After the introductory chapters, the structure of Dusenbury's analysis follows the logic and sequence of Nemesius’ argumentation. To underscore the cosmopolitan thread of Nemesius’ thought, Dusenbury tracks his usage of such relevant terminology as “communion” (koinōnia) between humans and irrational animals, and “kinship” (oikeiōsis) designating the nexus of creation and providence (41).
Dusenbury maintains that the law-abiding principle of human governance mirrors the plot of the divine commandment and subsequent punishment in Eden. According to Dusenbury's interpretation, the koinōnia of terrestrial life and the divine oikeiōsis that glue together all elements of the physical universe furnish the setting of a “world city” modelled on a formal image of a Greco-Roman city (67). Moreover, this cosmopolitan framework is reinforced and elaborated in a “holographic metaphor” of humankind as a “little world” (mikros cosmos) and “the image of the whole creation” (67).
Thus, the principle of divine governance is mirrored not only in the human polis but also in the human body governed by its lawful ruling part (hēgemonikon)—the intelligent soul (121). Dusenbury persuasively shows how Nemesius hammered home his cosmopolitan ideas using the cognate concepts of dioikēsis and oikeiōsis (121, 159).
Dusenbury culminates his reconstruction by discussing the notion of prosōpon, which he deems a focal point of Nemesius’ final chapters (146–148). An epitome of legal identity and imputability, prosōpon conveys the specifically human characteristics of the power of choice and liability to judgement, which entail the notion of the divine-like governance and cosmopolitan structure of the universe.
Despite its unprecedented legal-political approach to the treatise, Dusenbury's reconstruction is supported by persuasive argumentation and solid philological evidence. In addition to a fresh reading of DNH, Dusenbury offers a revision of the previous scholarly interpretations of the treatise and provides plausible answers to some puzzling aspects of its structure and rationale. One of the undisputable benefits of the study consists in a balanced analysis of Nemesius’ originality, as well as his continuity with classical philosophical tradition.

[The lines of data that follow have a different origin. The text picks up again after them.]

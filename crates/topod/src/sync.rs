//! Promotion of a staged render to its destination.

use std::fs::{self, File, OpenOptions};
use std::io::{self, Write};
use std::path::{Path, PathBuf};
use std::process::Command;

use chrono::{Local, SecondsFormat};
use handlebars::Handlebars;
use sha2::{Digest, Sha256};

use crate::error::ProcessError;
use crate::render::StagedFile;

pub const DEFAULT_MODE: u32 = 0o644;

/// How a destination file is written and what runs around the write.
#[derive(Debug, Clone, Default)]
pub struct FilePolicy {
    pub dest: PathBuf,
    /// Octal permission string; unset inherits from the destination.
    pub mode: Option<String>,
    pub uid: Option<u32>,
    pub gid: Option<u32>,
    /// Run against the staged file before promotion; `{{src}}` is its path.
    pub check_cmd: Option<String>,
    pub reload_cmd: Option<String>,
    /// Where the previous destination is moved before replacement. `None`
    /// disables backups.
    pub backup_dir: Option<PathBuf>,
    pub noop: bool,
    pub keep_staged: bool,
}

#[derive(Debug, Clone, Copy, PartialEq, Eq)]
pub enum SyncOutcome {
    /// Destination already matches the render.
    InSync,
    /// Destination differs but noop mode left it alone.
    Pending,
    Updated,
}

impl std::fmt::Display for SyncOutcome {
    fn fmt(&self, f: &mut std::fmt::Formatter<'_>) -> std::fmt::Result {
        match self {
            SyncOutcome::InSync => write!(f, "in sync"),
            SyncOutcome::Pending => write!(f, "pending"),
            SyncOutcome::Updated => write!(f, "updated"),
        }
    }
}

pub fn parse_mode(mode: &str) -> Result<u32, ProcessError> {
    let invalid = |reason: String| ProcessError::InvalidMode {
        mode: mode.to_string(),
        reason,
    };
    let trimmed = mode.trim();
    let parsed = if let Some(hex) = trimmed
        .strip_prefix("0x")
        .or_else(|| trimmed.strip_prefix("0X"))
    {
        u32::from_str_radix(hex, 16)
    } else {
        u32::from_str_radix(trimmed.strip_prefix("0o").unwrap_or(trimmed), 8)
    }
    .map_err(|e| invalid(e.to_string()))?;

    if parsed > 0o7777 {
        return Err(invalid("not a permission value".to_string()));
    }
    Ok(parsed)
}

/// Mode the destination should end up with.
pub fn effective_mode(policy: &FilePolicy) -> Result<u32, ProcessError> {
    match &policy.mode {
        Some(mode) if !mode.trim().is_empty() => parse_mode(mode),
        _ => match fs::metadata(&policy.dest) {
            Ok(meta) => Ok(permission_bits(&meta)),
            Err(e) if e.kind() == io::ErrorKind::NotFound => Ok(DEFAULT_MODE),
            Err(e) => Err(ProcessError::Stat {
                path: policy.dest.clone(),
                reason: e.to_string(),
            }),
        },
    }
}

/// Ownership, permissions and content digest of a file.
#[derive(Debug, Clone, PartialEq, Eq)]
pub struct Fingerprint {
    pub uid: u32,
    pub gid: u32,
    pub mode: u32,
    pub digest: String,
}

pub fn fingerprint(path: &Path) -> Result<Fingerprint, ProcessError> {
    let stat_err = |reason: String| ProcessError::Stat {
        path: path.to_path_buf(),
        reason,
    };
    let mut file = File::open(path).map_err(|e| stat_err(e.to_string()))?;
    let meta = file.metadata().map_err(|e| stat_err(e.to_string()))?;
    let (uid, gid) = ownership(&meta).ok_or_else(|| {
        stat_err("file ownership is not available on this platform".to_string())
    })?;

    let mut hasher = Sha256::new();
    io::copy(&mut file, &mut hasher).map_err(|e| stat_err(e.to_string()))?;

    Ok(Fingerprint {
        uid,
        gid,
        mode: permission_bits(&meta),
        digest: hex::encode(hasher.finalize()),
    })
}

/// True if `candidate` and `target` agree on owner, group, mode and content.
pub fn files_equivalent(candidate: &Path, target: &Path) -> Result<bool, ProcessError> {
    let want = fingerprint(candidate)?;
    let have = fingerprint(target)?;
    let target = target.display();

    if want.uid != have.uid {
        log::info!("{} has UID {} which should be {}", target, have.uid, want.uid);
    }
    if want.gid != have.gid {
        log::info!("{} has GID {} which should be {}", target, have.gid, want.gid);
    }
    if want.mode != have.mode {
        log::info!(
            "{} has mode {:o} which should be {:o}",
            target,
            have.mode,
            want.mode
        );
    }
    if want.digest != have.digest {
        log::info!(
            "{} has sha256 {} which should be {}",
            target,
            have.digest,
            want.digest
        );
    }
    Ok(want == have)
}

/// Promotes `staged` to `policy.dest` if it differs, running the check and
/// reload commands around the replacement.
pub fn sync(
    policy: &FilePolicy,
    mode: u32,
    staged: StagedFile,
) -> Result<SyncOutcome, ProcessError> {
    let staged_path = staged.path().to_path_buf();
    // the guard deletes the staged file on every return path below
    let _guard = if policy.keep_staged {
        log::info!("Keeping staged file: {}", staged_path.display());
        staged
            .into_temp_path()
            .keep()
            .map_err(|e| ProcessError::Stage {
                path: staged_path.clone(),
                source: e.error,
            })?;
        None
    } else {
        Some(staged)
    };

    let dest = &policy.dest;
    log::debug!("Comparing candidate config to {}", dest.display());
    let equivalent = files_equivalent(&staged_path, dest).unwrap_or_else(|e| {
        log::debug!("{}", e);
        false
    });
    if equivalent {
        log::info!("Target config {} in sync", dest.display());
        return Ok(SyncOutcome::InSync);
    }

    if policy.noop {
        log::warn!(
            "Noop mode enabled, {} will not be modified",
            dest.display()
        );
        return Ok(SyncOutcome::Pending);
    }

    log::info!("Target config {} out of sync", dest.display());
    if let Some(check_cmd) = &policy.check_cmd {
        check(check_cmd, &staged_path)?;
    }

    if let Some(backup_dir) = &policy.backup_dir {
        match backup(dest, backup_dir) {
            Ok(Some(path)) => {
                log::info!("Backed up {} to {}", dest.display(), path.display())
            }
            Ok(None) => log::debug!("Nothing to back up at {}", dest.display()),
            Err(e) => log::warn!(
                "Backup of {} to {} failed: {}",
                dest.display(),
                backup_dir.display(),
                e
            ),
        }
    }

    log::debug!("Overwriting target config {}", dest.display());
    replace_destination(&staged_path, dest, mode, policy.uid, policy.gid, |from, to| {
        fs::rename(from, to)
    })?;

    if let Some(reload_cmd) = &policy.reload_cmd {
        reload(reload_cmd)?;
    }

    log::info!("Target config {} has been updated", dest.display());
    Ok(SyncOutcome::Updated)
}

/// Renames `staged` over `dest`. When the rename is refused because the
/// destination is a mount point, the content is written in place instead.
pub fn replace_destination<F>(
    staged: &Path,
    dest: &Path,
    mode: u32,
    uid: Option<u32>,
    gid: Option<u32>,
    rename: F,
) -> Result<(), ProcessError>
where
    F: FnOnce(&Path, &Path) -> io::Result<()>,
{
    match rename(staged, dest) {
        Ok(()) => Ok(()),
        Err(e) if is_busy_mount(&e) => {
            log::debug!(
                "Rename to {} failed ({}), target is likely a mount. Writing in place instead",
                dest.display(),
                e
            );
            write_in_place(staged, dest, mode, uid, gid).map_err(|source| {
                ProcessError::RenameFallback {
                    path: dest.to_path_buf(),
                    source,
                }
            })
        }
        Err(source) => Err(ProcessError::Replace {
            from: staged.to_path_buf(),
            to: dest.to_path_buf(),
            source,
        }),
    }
}

fn is_busy_mount(err: &io::Error) -> bool {
    matches!(
        err.kind(),
        io::ErrorKind::ResourceBusy | io::ErrorKind::CrossesDevices
    )
}

fn write_in_place(
    staged: &Path,
    dest: &Path,
    mode: u32,
    uid: Option<u32>,
    gid: Option<u32>,
) -> io::Result<()> {
    let contents = fs::read(staged)?;
    let mut options = OpenOptions::new();
    options.write(true).create(true).truncate(true);
    #[cfg(unix)]
    {
        use std::os::unix::fs::OpenOptionsExt;
        options.mode(mode);
    }
    let mut file = options.open(dest)?;
    file.write_all(&contents)?;
    file.sync_all()?;
    // an existing file keeps its old mode through open()
    apply_mode(dest, mode)?;
    apply_owner(dest, uid, gid)
}

/// Moves `dest` to `<backup_dir>/<basename><timestamp>`. Returns `None` when
/// there is no destination yet.
fn backup(dest: &Path, backup_dir: &Path) -> io::Result<Option<PathBuf>> {
    if !dest.exists() {
        return Ok(None);
    }
    let name = dest
        .file_name()
        .ok_or_else(|| io::Error::new(io::ErrorKind::InvalidInput, "destination has no file name"))?
        .to_string_lossy();
    let stamp = Local::now().to_rfc3339_opts(SecondsFormat::Nanos, false);
    let target = backup_dir.join(format!("{}{}", name, stamp));
    fs::rename(dest, &target)?;
    Ok(Some(target))
}

/// Runs the check command against the staged file.
fn check(template: &str, staged: &Path) -> Result<(), ProcessError> {
    let mut registry = Handlebars::new();
    registry.register_escape_fn(handlebars::no_escape);
    let command = registry
        .render_template(
            template,
            &serde_json::json!({ "src": staged.to_string_lossy() }),
        )
        .map_err(|e| ProcessError::ValidationFailed {
            command: template.to_string(),
            output: format!("invalid command template: {}", e),
        })?;

    let (success, output) = run_shell(&command)?;
    if !success {
        return Err(ProcessError::ValidationFailed { command, output });
    }
    Ok(())
}

fn reload(command: &str) -> Result<(), ProcessError> {
    let (success, output) = run_shell(command)?;
    if !success {
        return Err(ProcessError::ReloadFailed {
            command: command.to_string(),
            output,
        });
    }
    Ok(())
}

/// Runs `command` through `/bin/sh -c`, returning success and combined output.
fn run_shell(command: &str) -> Result<(bool, String), ProcessError> {
    log::debug!("Running {}", command);
    let output = Command::new("/bin/sh")
        .arg("-c")
        .arg(command)
        .output()
        .map_err(|source| ProcessError::Command {
            command: command.to_string(),
            source,
        })?;

    let mut combined = String::from_utf8_lossy(&output.stdout).into_owned();
    combined.push_str(&String::from_utf8_lossy(&output.stderr));
    log::debug!("{:?}", combined);
    Ok((output.status.success(), combined))
}

#[cfg(unix)]
fn permission_bits(meta: &fs::Metadata) -> u32 {
    use std::os::unix::fs::PermissionsExt;
    meta.permissions().mode() & 0o7777
}

#[cfg(not(unix))]
fn permission_bits(meta: &fs::Metadata) -> u32 {
    if meta.permissions().readonly() {
        0o444
    } else {
        DEFAULT_MODE
    }
}

#[cfg(unix)]
fn ownership(meta: &fs::Metadata) -> Option<(u32, u32)> {
    use std::os::unix::fs::MetadataExt;
    Some((meta.uid(), meta.gid()))
}

#[cfg(not(unix))]
fn ownership(_meta: &fs::Metadata) -> Option<(u32, u32)> {
    None
}

#[cfg(unix)]
pub(crate) fn apply_mode(path: &Path, mode: u32) -> io::Result<()> {
    use std::os::unix::fs::PermissionsExt;
    fs::set_permissions(path, fs::Permissions::from_mode(mode))
}

#[cfg(not(unix))]
pub(crate) fn apply_mode(_path: &Path, _mode: u32) -> io::Result<()> {
    Ok(())
}

#[cfg(unix)]
pub(crate) fn apply_owner(path: &Path, uid: Option<u32>, gid: Option<u32>) -> io::Result<()> {
    if uid.is_none() && gid.is_none() {
        return Ok(());
    }
    std::os::unix::fs::chown(path, uid, gid)
}

#[cfg(not(unix))]
pub(crate) fn apply_owner(_path: &Path, _uid: Option<u32>, _gid: Option<u32>) -> io::Result<()> {
    Ok(())
}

This being said, it is important to point out some lacunae in the reconstruction. Dusenbury almost glosses over the significant problem of the composition date of the treatise. He simply recycles an old-standing argument about the absence of references to the so-called heretics of the fifth century and Origen's condemnation in 399, which allegedly marks out this year as terminus ante quem of DNH (5). This view has been expressed and also contested by scholars who point out Nemesius’ allusions to Theodore of Mopsuestia, and to the anti-Nestorian discourse of the first half of the fifth century (cf. M.-O. Boulnois, “Némésius d'Emèse et la comparaison de l'union de l’âme et du corps en christologie,” in Patristique et histoire des dogmes, Annuaire de l'École pratique des hautes études [Section des Sciences religieuses 119/2012], 163–172). Even though it would seem that an analysis of Nemesius’ indebtedness to the Antiochian school of thought was beyond the scope of Dusenbury's study, a total omission of this nuance appears slightly unfortunate. While Dusenbury stands on undeniably safe ground in his presentation of Nemesius as a “profoundly Hellenized bishop” (12), it would still be more intriguing to explore whether some of the traces of his philosophically informed cosmopolitan anthropology lead back to the Antiochian background of his thought. Perhaps future researchers might feel inspired to tackle this question. Dusenbury's refreshing reconstruction has certainly opened a new avenue to the philosophical interpretation and historical contextualization of Nemesius’ work.